//! The evaluation loop and the scriptSig / scriptPubKey / witness driver.

use bitcoin::hashes::{sha256, Hash};
use bitcoin::opcodes::{all, Opcode};
use bitcoin::{Amount, Script, Transaction, Witness};
use tracing::{debug, trace};

use super::arithmetic::arithmetic_evaluator;
use super::control::control_evaluator;
use super::crypto::crypto_evaluator;
use super::num::cast_to_bool;
use super::parse::pushdata_width;
use super::preimage::{p2pkh_tokens, witness_program};
use super::stack::stack_evaluator;
use super::util::{check_minimal_push, is_push_only, push_tokens};
use super::{
    serialize_tokens, ContractViolation, ScriptError, ScriptFlags, ScriptProgram, ScriptToken,
    SigVersion, SignatureChecker, TransactionSignatureChecker, Validity, MAX_OPS_PER_SCRIPT,
    MAX_SCRIPT_ELEMENT_SIZE, MAX_SCRIPT_SIZE, MAX_STACK_SIZE,
};
use crate::{
    VERIFY_CLEANSTACK, VERIFY_CONST_SCRIPTCODE, VERIFY_DISCOURAGE_UPGRADABLE_WITNESS_PROGRAM,
    VERIFY_MINIMALDATA, VERIFY_P2SH, VERIFY_SIGPUSHONLY, VERIFY_WITNESS,
};

/// Runs `program` until it is `Valid` or `Invalid`.
///
/// Script failures end up in the returned program's validity. An `Err` means
/// the program itself was malformed, e.g. a hand-built push opcode with no
/// payload token after it.
pub fn evaluate(
    mut program: ScriptProgram,
    checker: &dyn SignatureChecker,
) -> Result<ScriptProgram, ContractViolation> {
    if program.is_executing()
        && program.position() == 0
        && script_size(&program) > MAX_SCRIPT_SIZE
    {
        return Ok(program.fail(ScriptError::ScriptSize));
    }
    while program.is_executing() {
        if program.script().is_empty() {
            return Ok(program.finish());
        }
        program = step(program, checker)?;
    }
    Ok(program)
}

/// Executes the next token of `program`.
pub fn step(
    program: ScriptProgram,
    checker: &dyn SignatureChecker,
) -> Result<ScriptProgram, ContractViolation> {
    if !program.is_executing() {
        return Ok(program);
    }
    let Some(head) = program.script().first().cloned() else {
        return Ok(program.finish());
    };
    let executing = program.is_branch_executed();

    let program = match head {
        ScriptToken::Op(op) if op.to_u8() <= all::OP_PUSHDATA4.to_u8() => {
            push(program, op, executing)?
        }
        ScriptToken::Op(op) => {
            trace!(opcode = %op, position = program.position(), executing, "step");
            operation(program, op, executing, checker)?
        }
        data => push_bare(program, data, executing),
    };

    if program.is_executing()
        && program.stack().len() + program.alt_stack().len() > MAX_STACK_SIZE
    {
        return Ok(program.fail(ScriptError::StackSize));
    }
    Ok(program)
}

fn script_size(program: &ScriptProgram) -> usize {
    serialize_tokens(program.original_script()).len()
        + program.unparsed_tail().map_or(0, <[u8]>::len)
}

/// OP_0, OP_PUSHBYTES_n and OP_PUSHDATA1/2/4 together with their payload.
///
/// The element size limit applies even inside unexecuted branches.
fn push(
    mut program: ScriptProgram,
    op: Opcode,
    executing: bool,
) -> Result<ScriptProgram, ContractViolation> {
    if op == all::OP_PUSHBYTES_0 {
        program.advance(1);
        if executing {
            program.stack.push(ScriptToken::Number(0));
        }
        return Ok(program);
    }

    let payload_offset = pushdata_width(op).map_or(1, |_| 2);
    let data = match program.script().get(payload_offset) {
        Some(ScriptToken::Constant(data)) => data.clone(),
        _ => return Err(ContractViolation::MissingPushData { op }),
    };
    program.advance(payload_offset + 1);
    trace!(opcode = %op, len = data.len(), executing, "push");

    if data.len() > MAX_SCRIPT_ELEMENT_SIZE {
        return Ok(program.fail(ScriptError::PushSize));
    }
    if executing {
        if program.flags().contains(VERIFY_MINIMALDATA) && !check_minimal_push(op, &data) {
            return Ok(program.fail(ScriptError::MinimalData));
        }
        program.stack.push(ScriptToken::Constant(data));
    }
    Ok(program)
}

/// A constant or number standing alone at the head of a hand-built script.
fn push_bare(mut program: ScriptProgram, token: ScriptToken, executing: bool) -> ScriptProgram {
    program.advance(1);
    if token.stack_bytes().len() > MAX_SCRIPT_ELEMENT_SIZE {
        return program.fail(ScriptError::PushSize);
    }
    if executing {
        program.stack.push(token);
    }
    program
}

fn is_disabled(op: Opcode) -> bool {
    matches!(
        op,
        all::OP_CAT
            | all::OP_SUBSTR
            | all::OP_LEFT
            | all::OP_RIGHT
            | all::OP_INVERT
            | all::OP_AND
            | all::OP_OR
            | all::OP_XOR
            | all::OP_2MUL
            | all::OP_2DIV
            | all::OP_MUL
            | all::OP_DIV
            | all::OP_MOD
            | all::OP_LSHIFT
            | all::OP_RSHIFT
    )
}

fn is_conditional(op: Opcode) -> bool {
    (all::OP_IF.to_u8()..=all::OP_ENDIF.to_u8()).contains(&op.to_u8())
}

fn operation(
    mut program: ScriptProgram,
    op: Opcode,
    executing: bool,
    checker: &dyn SignatureChecker,
) -> Result<ScriptProgram, ContractViolation> {
    if op.to_u8() > all::OP_PUSHNUM_16.to_u8() {
        program.op_count += 1;
        if program.op_count > MAX_OPS_PER_SCRIPT {
            return Ok(program.consume(op)?.fail(ScriptError::OpCount));
        }
    }
    if is_disabled(op) {
        return Ok(program.consume(op)?.fail(ScriptError::DisabledOpcode));
    }
    if op == all::OP_CODESEPARATOR
        && program.sig_version() == SigVersion::Base
        && program.flags().contains(VERIFY_CONST_SCRIPTCODE)
    {
        return Ok(program.consume(op)?.fail(ScriptError::OpCodeSeparator));
    }
    if !executing && !is_conditional(op) {
        return program.consume(op);
    }

    if let Some(evaluator) = stack_evaluator(op).or_else(|| arithmetic_evaluator(op)) {
        return evaluator(program);
    }
    if let Some(evaluator) = crypto_evaluator(op) {
        return evaluator(program, checker);
    }
    if let Some(evaluator) = control_evaluator(op) {
        return evaluator(program, op, checker);
    }
    // RESERVED, VER, VERIF, VERNOTIF, RESERVED1/2 and unassigned opcodes.
    Ok(program.consume(op)?.fail(ScriptError::BadOpcode))
}

/// Evaluates `program` and flattens the outcome into its final stack.
fn run(
    program: ScriptProgram,
    checker: &dyn SignatureChecker,
) -> Result<Vec<ScriptToken>, ScriptError> {
    let program = evaluate(program, checker).map_err(|violation| {
        debug!(%violation, "malformed program");
        ScriptError::Unknown
    })?;
    match program.validity() {
        Validity::Invalid(err) => Err(err),
        _ => Ok(program.into_stack()),
    }
}

fn top_is_true(stack: &[ScriptToken]) -> bool {
    stack.last().is_some_and(|top| cast_to_bool(&top.stack_bytes()))
}

/// Verifies input `input_index` of `tx` spending `script_pubkey` worth `amount`.
pub fn verify_input(
    tx: &Transaction,
    input_index: usize,
    script_pubkey: &Script,
    amount: Amount,
    flags: ScriptFlags,
) -> Result<(), ScriptError> {
    let input = tx.input.get(input_index).ok_or(ScriptError::Unknown)?;
    let checker = TransactionSignatureChecker::new(tx, input_index, amount);
    let result = verify_script(
        input.script_sig.as_bytes(),
        script_pubkey.as_bytes(),
        &input.witness,
        flags,
        &checker,
    );
    if let Err(err) = result {
        debug!(input_index, error = %err, "input failed verification");
    }
    result
}

/// Core's `VerifyScript` against an arbitrary checker.
pub fn verify_script(
    script_sig: &[u8],
    script_pubkey: &[u8],
    witness: &Witness,
    flags: ScriptFlags,
    checker: &dyn SignatureChecker,
) -> Result<(), ScriptError> {
    let sig_program = ScriptProgram::from_bytes(script_sig, flags);
    let sig_is_push_only =
        sig_program.unparsed_tail().is_none() && is_push_only(sig_program.original_script());
    if flags.contains(VERIFY_SIGPUSHONLY) && !sig_is_push_only {
        return Err(ScriptError::SigPushOnly);
    }

    let stack = run(sig_program, checker)?;
    let p2sh_stack = flags.contains(VERIFY_P2SH).then(|| stack.clone());

    let pubkey_program = ScriptProgram::from_bytes(script_pubkey, flags).with_stack(stack);
    let pubkey_tokens = pubkey_program.original_script().to_vec();
    let pubkey_has_tail = pubkey_program.unparsed_tail().is_some();
    let mut stack = run(pubkey_program, checker)?;
    if !top_is_true(&stack) {
        return Err(ScriptError::EvalFalse);
    }

    let mut had_witness = false;
    if flags.contains(VERIFY_WITNESS) && !pubkey_has_tail {
        if let Some((version, program)) = witness_program(&pubkey_tokens) {
            had_witness = true;
            if !script_sig.is_empty() {
                return Err(ScriptError::WitnessMalleated);
            }
            verify_witness_program(witness, version, program, flags, checker)?;
            // Keeps CLEANSTACK satisfied; the witness result replaces the stack.
            stack.truncate(1);
        }
    }

    let is_p2sh = Script::from_bytes(script_pubkey).is_p2sh();
    if let Some(mut p2sh_stack) = p2sh_stack.filter(|_| is_p2sh) {
        if !sig_is_push_only {
            return Err(ScriptError::SigPushOnly);
        }
        let redeem = p2sh_stack
            .pop()
            .ok_or(ScriptError::InvalidStackOperation)?
            .stack_bytes()
            .into_owned();
        debug!(len = redeem.len(), "evaluating P2SH redeem script");
        let redeem_program = ScriptProgram::from_bytes(&redeem, flags).with_stack(p2sh_stack);
        let redeem_tokens = redeem_program.original_script().to_vec();
        let redeem_has_tail = redeem_program.unparsed_tail().is_some();
        stack = run(redeem_program, checker)?;
        if !top_is_true(&stack) {
            return Err(ScriptError::EvalFalse);
        }

        if flags.contains(VERIFY_WITNESS) && !redeem_has_tail {
            if let Some((version, program)) = witness_program(&redeem_tokens) {
                had_witness = true;
                let exact = push_tokens(&redeem).map(|tokens| serialize_tokens(&tokens));
                if exact.as_deref() != Ok(script_sig) {
                    return Err(ScriptError::WitnessMalleatedP2SH);
                }
                verify_witness_program(witness, version, program, flags, checker)?;
                stack.truncate(1);
            }
        }
    }

    if flags.contains(VERIFY_CLEANSTACK) && stack.len() != 1 {
        return Err(ScriptError::CleanStack);
    }
    if flags.contains(VERIFY_WITNESS) && !had_witness && !witness.is_empty() {
        return Err(ScriptError::WitnessUnexpected);
    }
    Ok(())
}

fn verify_witness_program(
    witness: &Witness,
    version: u8,
    program: &[u8],
    flags: ScriptFlags,
    checker: &dyn SignatureChecker,
) -> Result<(), ScriptError> {
    if version != 0 {
        if flags.contains(VERIFY_DISCOURAGE_UPGRADABLE_WITNESS_PROGRAM) {
            return Err(ScriptError::DiscourageUpgradableWitnessProgram);
        }
        return Ok(());
    }

    let items: Vec<&[u8]> = witness.iter().collect();
    let (script, stack) = match program.len() {
        32 => {
            let (witness_script, stack) =
                items.split_last().ok_or(ScriptError::WitnessProgramWitnessEmpty)?;
            if sha256::Hash::hash(witness_script).as_byte_array()[..] != *program {
                return Err(ScriptError::WitnessProgramMismatch);
            }
            (ScriptProgram::from_bytes(witness_script, flags), stack)
        }
        20 => {
            if items.len() != 2 {
                return Err(ScriptError::WitnessProgramMismatch);
            }
            (ScriptProgram::new(p2pkh_tokens(program), flags), &items[..])
        }
        _ => return Err(ScriptError::WitnessProgramWrongLength),
    };

    if stack.iter().any(|item| item.len() > MAX_SCRIPT_ELEMENT_SIZE) {
        return Err(ScriptError::PushSize);
    }
    let stack = stack.iter().map(|item| ScriptToken::Constant(item.to_vec())).collect();
    let program = script.with_stack(stack).with_sig_version(SigVersion::WitnessV0);
    let stack = run(program, checker)?;
    if stack.len() != 1 {
        return Err(ScriptError::CleanStack);
    }
    if !top_is_true(&stack) {
        return Err(ScriptError::EvalFalse);
    }
    Ok(())
}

:::

Required work: Report back every line of the entries in which "bitcoin" occurs.

Exercise result:
use bitcoin::hashes::{sha256, Hash};
use bitcoin::opcodes::{all, Opcode};
use bitcoin::{Amount, Script, Transaction, Witness};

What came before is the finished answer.